Alternatives for pharmacologic therapy include nicotine gum and transdermal nicotine patch. The physician should also offer or refer the patient and family for counseling if indicated. Most importantly, the physician must set an example if they expect the patient to take them seriously and to modify their behavior.


Although behavior change is the most effective, and awareness provides the incentive for behavior change, it is the environment that provides the long-term support. Physicians must be aware and prepared to address situations such as visual stimulus that stimulates a person to smoke. Such stimuli include the morning cup of coffee, drinking alcoholic beverages, and even pictures or friends can stimulate the urge to smoke. The removal of these stimuli in some cases may be necessary to help the patient to quit. Another means of addressing the environment is the availability of cigarettes. This may require a community approach, but reducing or eliminating the availability of cigarettes will provide a barrier for those periodic urges while one is abstaining. The legislative process can be effective in taxing tobacco so it is unaffordable, restricting the sale of tobacco products, or in extreme cases, providing funding for health services when efforts to control tobacco use are insufficient. Physicians can do their part by volunteering with groups and by participating in community public education campaigns


Primary prevention programs are the ideal mechanism to prevent morbidity and mortality from cardiovascular and pulmonary diseases. These types of programs may be extremely difficult because they require awareness, which is the easiest to provide but the least effective; behavior modification which is the most effective and most difficult to achieve; and environmental change which is effective but generally costly. Behavior modification may be difficult to achieve because of denial of the risk of the problem. Environmental change may be difficult because of the economic impact.
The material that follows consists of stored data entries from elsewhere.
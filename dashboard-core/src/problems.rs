use std::collections::HashSet;
use std::path::Path;

use serde::Deserialize;

use dashboard_types::{Difficulty, Problem};

const BUNDLED_QUESTIONS: &str = include_str!("../data/questions.json");

#[derive(Debug, thiserror::Error)]
pub enum CatalogError {
    #[error("Failed to read problem file: {0}")]
    Io(#[from] std::io::Error),
    #[error("Failed to parse problem file: {0}")]
    Parse(#[from] serde_json::Error),
    #[error("Duplicate problem id: {0}")]
    DuplicateId(String),
}

#[derive(Deserialize)]
struct QuestionFile {
    questions: Vec<Problem>,
}

/// The fixed set of practice problems listed on the dashboard.
#[derive(Debug, Clone)]
pub struct ProblemCatalog {
    problems: Vec<Problem>,
}

impl ProblemCatalog {
    /// The dataset compiled into the binary.
    pub fn bundled() -> Result<Self, CatalogError> {
        Self::from_json(BUNDLED_QUESTIONS)
    }

    pub fn from_json(json: &str) -> Result<Self, CatalogError> {
        let file: QuestionFile = serde_json::from_str(json)?;

        let mut seen = HashSet::new();
        for problem in &file.questions {
            if !seen.insert(problem.id.as_str()) {
                return Err(CatalogError::DuplicateId(problem.id.clone()));
            }
        }

        Ok(Self {
            problems: file.questions,
        })
    }

    pub fn from_file(path: impl AsRef<Path>) -> Result<Self, CatalogError> {
        let json = std::fs::read_to_string(path)?;
        Self::from_json(&json)
    }

    pub fn problems(&self) -> &[Problem] {
        &self.problems
    }

    pub fn get(&self, id: &str) -> Option<&Problem> {
        self.problems.iter().find(|p| p.id == id)
    }

    pub fn by_difficulty(&self, difficulty: Difficulty) -> impl Iterator<Item = &Problem> {
        self.problems
            .iter()
            .filter(move |p| p.difficulty == difficulty)
    }

    pub fn len(&self) -> usize {
        self.problems.len()
    }

    pub fn is_empty(&self) -> bool {
        self.problems.is_empty()
    }
}
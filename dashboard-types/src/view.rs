use serde::{Deserialize, Serialize};
use ts_rs::TS;

/// Everything the presentation layer needs to draw the dashboard.
///
/// `highest_score` is computed independently of `your_score`, so it is not
/// guaranteed to be greater or equal while the scan is still in flight.
#[derive(Debug, Clone, Default, PartialEq, Eq, Serialize, Deserialize, TS)]
#[ts(export)]
pub enum ViewState {
    #[default]
    Loading,
    Error {
        message: String,
    },
    Ready {
        name: String,
        your_score: u32,
        highest_score: u32,
        thread_ids: Vec<String>,
        deck_ids: Vec<String>,
    },
}

impl ViewState {
    pub fn error(message: impl Into<String>) -> Self {
        ViewState::Error {
            message: message.into(),
        }
    }

    pub fn is_loading(&self) -> bool {
        matches!(self, ViewState::Loading)
    }

    pub fn is_ready(&self) -> bool {
        matches!(self, ViewState::Ready { .. })
    }

    pub fn is_error(&self) -> bool {
        matches!(self, ViewState::Error { .. })
    }
}

#[cfg(test)]
mod tests {
    use super::*;

    #[test]
    fn test_default_is_loading() {
        assert!(ViewState::default().is_loading());
    }

    #[test]
    fn test_error_wire_format() {
        let state = ViewState::error("User data not found.");
        let json = serde_json::to_string(&state).unwrap();
        assert_eq!(json, r#"{"Error":{"message":"User data not found."}}"#);
    }

    #[test]
    fn test_ready_round_trips_through_json() {
        let state = ViewState::Ready {
            name: "Ada".to_string(),
            your_score: 10,
            highest_score: 25,
            thread_ids: vec!["graphs".to_string()],
            deck_ids: Vec::new(),
        };
        let json = serde_json::to_string(&state).unwrap();
        let parsed: ViewState = serde_json::from_str(&json).unwrap();
        assert_eq!(parsed, state);
        assert!(parsed.is_ready());
    }
}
Secondary programs do not prevent cardiovascular or pulmonary diseases. These programs are designed to detect the diseases at their earliest stages so that effective treatment may reduce long term morbidity and mortality. Most secondary prevention programs are accessible, available, and affordable. However, this still requires cooperation from the community and the health care system.
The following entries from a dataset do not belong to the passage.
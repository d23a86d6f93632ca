use serde_json::Value;
use tracing::warn;

use crate::store::{Document, USERS};
use dashboard_types::UserRecord;

#[derive(Debug, Clone, PartialEq, thiserror::Error)]
pub enum RecordError {
    #[error("{collection}/{id} is missing required field '{field}'")]
    MissingField {
        collection: &'static str,
        id: String,
        field: &'static str,
    },
    #[error("{collection}/{id} has an invalid '{field}': expected {expected}")]
    InvalidField {
        collection: &'static str,
        id: String,
        field: &'static str,
        expected: &'static str,
    },
}

/// Decode a `users` document, rejecting payloads without the required fields.
pub fn decode_user(document: &Document) -> Result<UserRecord, RecordError> {
    let email = required_string(document, "email")?;
    let name = required_string(document, "name")?;
    let score = match document.field("score") {
        None | Some(Value::Null) => return Err(missing(document, "score")),
        Some(value) => parse_score(value).ok_or_else(|| RecordError::InvalidField {
            collection: USERS,
            id: document.id.clone(),
            field: "score",
            expected: "a non-negative integer",
        })?,
    };

    Ok(UserRecord { email, name, score })
}

/// Lenient score read used by the high-score scan: anything unusable counts as 0.
pub fn score_or_zero(document: &Document) -> u32 {
    match document.field("score").and_then(parse_score) {
        Some(score) => score,
        None => {
            warn!("User document {} has no usable score, counting it as 0", document.id);
            0
        }
    }
}

fn parse_score(value: &Value) -> Option<u32> {
    if let Some(n) = value.as_u64() {
        return u32::try_from(n).ok();
    }
    // Some writers store whole numbers as doubles
    let n = value.as_f64()?;
    if n.is_finite() && n >= 0.0 && n.fract() == 0.0 && n <= f64::from(u32::MAX) {
        Some(n as u32)
    } else {
        None
    }
}

fn required_string(document: &Document, field: &'static str) -> Result<String, RecordError> {
    match document.field(field) {
        None | Some(Value::Null) => Err(missing(document, field)),
        Some(Value::String(s)) => Ok(s.clone()),
        Some(_) => Err(RecordError::InvalidField {
            collection: USERS,
            id: document.id.clone(),
            field,
            expected: "a string",
        }),
    }
}

fn missing(document: &Document, field: &'static str) -> RecordError {
    RecordError::MissingField {
        collection: USERS,
        id: document.id.clone(),
        field,
    }
}

#[cfg(test)]
mod tests {
    use super::*;
    use serde_json::json;

    #[test]
    fn test_decode_complete_user() {
        let doc = Document::new(
            "u1",
            json!({"email": "a@x.com", "name": "Ada", "score": 10}),
        );
        let user = decode_user(&doc).unwrap();
        assert_eq!(user.name, "Ada");
        assert_eq!(user.score, 10);
    }

    #[test]
    fn test_decode_rejects_missing_name() {
        let doc = Document::new("u1", json!({"email": "a@x.com", "score": 3}));
        let err = decode_user(&doc).unwrap_err();
        assert!(matches!(err, RecordError::MissingField { field: "name", .. }));
    }

    #[test]
    fn test_decode_rejects_negative_score() {
        let doc = Document::new(
            "u1",
            json!({"email": "a@x.com", "name": "Ada", "score": -4}),
        );
        let err = decode_user(&doc).unwrap_err();
        assert!(matches!(err, RecordError::InvalidField { field: "score", .. }));
    }

    #[test]
    fn test_whole_doubles_are_scores() {
        let doc = Document::new("u1", json!({"score": 42.0}));
        assert_eq!(score_or_zero(&doc), 42);
    }

    #[test]
    fn test_unusable_scores_count_as_zero() {
        assert_eq!(score_or_zero(&Document::new("a", json!({}))), 0);
        assert_eq!(score_or_zero(&Document::new("b", json!({"score": "12"}))), 0);
        assert_eq!(score_or_zero(&Document::new("c", json!({"score": 1.5}))), 0);
    }
}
Tertiary prevention programs are very critical for cardiovascular and pulmonary diseases. These diseases often do no kill patients immediately. Often, these diseases are insidious and progress over years. During this time the patients suffer from decreased physical tolerance, increased difficulty in breathing, economic crisis due to high cost of medical care. Patients may suffer long before they die. Tertiary programs are important to provide rehabilitation to avoid these long-term sequelae.
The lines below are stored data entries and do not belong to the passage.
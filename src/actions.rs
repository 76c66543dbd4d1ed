use color_eyre::eyre::Context;

use crate::page::gallery::GalleryAction;

#[derive(Clone, Debug)]
pub enum Action {
    Tick,
    Render,
    Quit,
    Suspend,

    Gallery(GalleryAction),
}

#[derive(Clone, Debug)]
pub struct ActionSender(pub tokio::sync::mpsc::UnboundedSender<Action>);

impl ActionSender {
    pub fn send<T: Into<Action>>(&self, action: T) {
        self.0
            .send(action.into())
            .with_context(|| "Action receiver is closed, which should not happen while the app is running.")
            .unwrap();
    }
}

impl From<tokio::sync::mpsc::UnboundedSender<Action>> for ActionSender {
    fn from(value: tokio::sync::mpsc::UnboundedSender<Action>) -> Self {
        ActionSender(value)
    }
}
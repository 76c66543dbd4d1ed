//! Paints a [`Node`] tree into a ratatui [`Buffer`].

use ratatui::{
    buffer::Buffer,
    layout::{Constraint, Layout, Rect},
    style::{Modifier, Style},
    text::Line,
    widgets::{Block, Borders, Padding, Paragraph, Widget},
};
use tui_input::Input;

use crate::{
    theme,
    view::{Direction, FieldNode, Node},
    widget::spinner,
};

/// Per-frame values owned by the host.
#[derive(Debug, Clone, Copy, PartialEq)]
pub struct RenderCx {
    /// Animation clock, advanced by the host on every tick.
    pub tick: u64,
    /// Progress of the enclosing transition, `1.0` when settled.
    pub progress: f32,
}

impl Default for RenderCx {
    fn default() -> Self {
        Self {
            tick: 0,
            progress: 1.0,
        }
    }
}

impl RenderCx {
    pub fn at_tick(tick: u64) -> Self {
        Self {
            tick,
            ..Default::default()
        }
    }
}

pub fn paint(node: &Node, area: Rect, buf: &mut Buffer, cx: &RenderCx) {
    let area = area.intersection(buf.area);
    if area.is_empty() {
        return;
    }
    match node {
        Node::Empty => {}
        Node::Text(text) => {
            Paragraph::new(text.content.as_str())
                .style(text.style)
                .alignment(text.alignment)
                .render(area, buf);
        }
        Node::Spinner(spinner) => spinner::paint(spinner, area, buf, cx.tick),
        Node::Field(field) => paint_field(field, area, buf),
        Node::Barrier(style) => {
            // Before the midpoint of a fade only the dimming is applied.
            let style = if cx.progress < 0.5 {
                Style::new().add_modifier(style.add_modifier)
            } else {
                *style
            };
            buf.set_style(area, style);
        }
        Node::Surface { surface, child } => {
            let mut block = Block::new()
                .style(surface.style)
                .padding(Padding::horizontal(surface.padding));
            if let Some(border_type) = surface.border {
                block = block
                    .borders(Borders::ALL)
                    .border_type(border_type)
                    .border_style(surface.border_style);
            }
            let inner = block.inner(area);
            block.render(area, buf);
            paint(child, inner, buf, cx);
        }
        Node::Frame {
            width,
            height,
            child,
        } => {
            let width = (*width).min(area.width);
            let height = (*height).min(area.height);
            let framed = Rect::new(
                area.x + (area.width - width) / 2,
                area.y + (area.height - height) / 2,
                width,
                height,
            );
            paint(child, framed, buf, cx);
        }
        Node::Scale { factor, child } => {
            paint(child, scale_rect(area, *factor), buf, cx);
        }
        Node::Layers(children) => {
            for child in children {
                paint(child, area, buf, cx);
            }
        }
        Node::Stack {
            direction,
            spacing,
            children,
        } => {
            let layout = match direction {
                Direction::Vertical => {
                    Layout::vertical(children.iter().map(|c| Constraint::Length(c.height())))
                }
                Direction::Horizontal => {
                    Layout::horizontal(children.iter().map(|c| Constraint::Length(c.width())))
                }
            };
            let areas = layout.spacing(*spacing).split(area);
            for (child, child_area) in children.iter().zip(areas.iter()) {
                paint(child, *child_area, buf, cx);
            }
        }
        Node::Transition { child, .. } => paint(child, area, buf, cx),
    }
}

fn scale_rect(area: Rect, factor: f32) -> Rect {
    let width = (f32::from(area.width) * factor).round() as i32;
    let height = (f32::from(area.height) * factor).round() as i32;
    let x = i32::from(area.x) + (i32::from(area.width) - width) / 2;
    let y = i32::from(area.y) + (i32::from(area.height) - height) / 2;
    let clamp = |v: i32| v.clamp(0, i32::from(u16::MAX)) as u16;
    Rect::new(clamp(x), clamp(y), clamp(width), clamp(height))
}

fn paint_field(field: &FieldNode, area: Rect, buf: &mut Buffer) {
    let mut block = Block::bordered()
        .border_type(ratatui::widgets::BorderType::Rounded)
        .border_style(field.border_style);
    if let Some(tag) = field.tag {
        block = block.title_bottom(Line::from(tag).right_aligned());
    }
    let inner = block.inner(area);
    block.render(area, buf);
    if inner.is_empty() {
        return;
    }

    if field.value.is_empty() {
        Paragraph::new(field.placeholder.as_str())
            .style(Style::new().fg(theme::PLACEHOLDER))
            .render(inner, buf);
        if field.cursor.is_some() {
            mark_cursor(buf, inner.x, inner.y);
        }
        return;
    }

    let input = Input::new(field.value.clone()).with_cursor(field.cursor.unwrap_or(0));
    let width = inner.width as usize;
    let scroll = if field.cursor.is_some() {
        input.visual_scroll(width)
    } else {
        0
    };
    Paragraph::new(input.value())
        .scroll((0, scroll as u16))
        .render(inner, buf);

    if field.cursor.is_some() {
        let offset = input.visual_cursor().max(scroll) - scroll;
        let x = inner.x + (offset as u16).min(inner.width - 1);
        mark_cursor(buf, x, inner.y);
    }
}

fn mark_cursor(buf: &mut Buffer, x: u16, y: u16) {
    if let Some(cell) = buf.cell_mut((x, y)) {
        cell.modifier.insert(Modifier::REVERSED);
    }
}

/// A tree together with the frame values it should be painted with.
pub struct Painted<'a> {
    node: &'a Node,
    cx: RenderCx,
}

impl Node {
    pub fn painted(&self, cx: RenderCx) -> Painted<'_> {
        Painted { node: self, cx }
    }
}

impl Widget for Painted<'_> {
    fn render(self, area: Rect, buf: &mut Buffer) {
        paint(self.node, area, buf, &self.cx);
    }
}

impl Widget for &Node {
    fn render(self, area: Rect, buf: &mut Buffer) {
        paint(self, area, buf, &RenderCx::default());
    }
}

impl Widget for Node {
    fn render(self, area: Rect, buf: &mut Buffer) {
        (&self).render(area, buf);
    }
}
In many of the communities in the Philippines, even if we were able to implement successful secondary prevention programs, many of the patients would not be able to afford the healthcare cost associated with treating their diseases. Without a doubt, primary prevention is the best approach for reducing morbidity and mortality and lessening the economic burden on the health care system. In addressing cardiovascular and pulmonary diseases, primary prevention is without a doubt the most logical and cost effective strategy to reduce the long term morbidity and mortality.

Primary prevention must be implemented at the community level and the community must take responsibility for its success. It is the responsibility of the community, In cooperation with the health care system, to assess the disease situation, identify goals, implement programs, and evaluate the results of the programs. This process must be done through community involvement, use of existing and new linkages, use of indigenous resources, and use of existing and new support systems. It is not until we embrace this concept that we will truly see a decline in the morbidity and mortality of cardiovascular and pulmonary diseases, and other community diseases.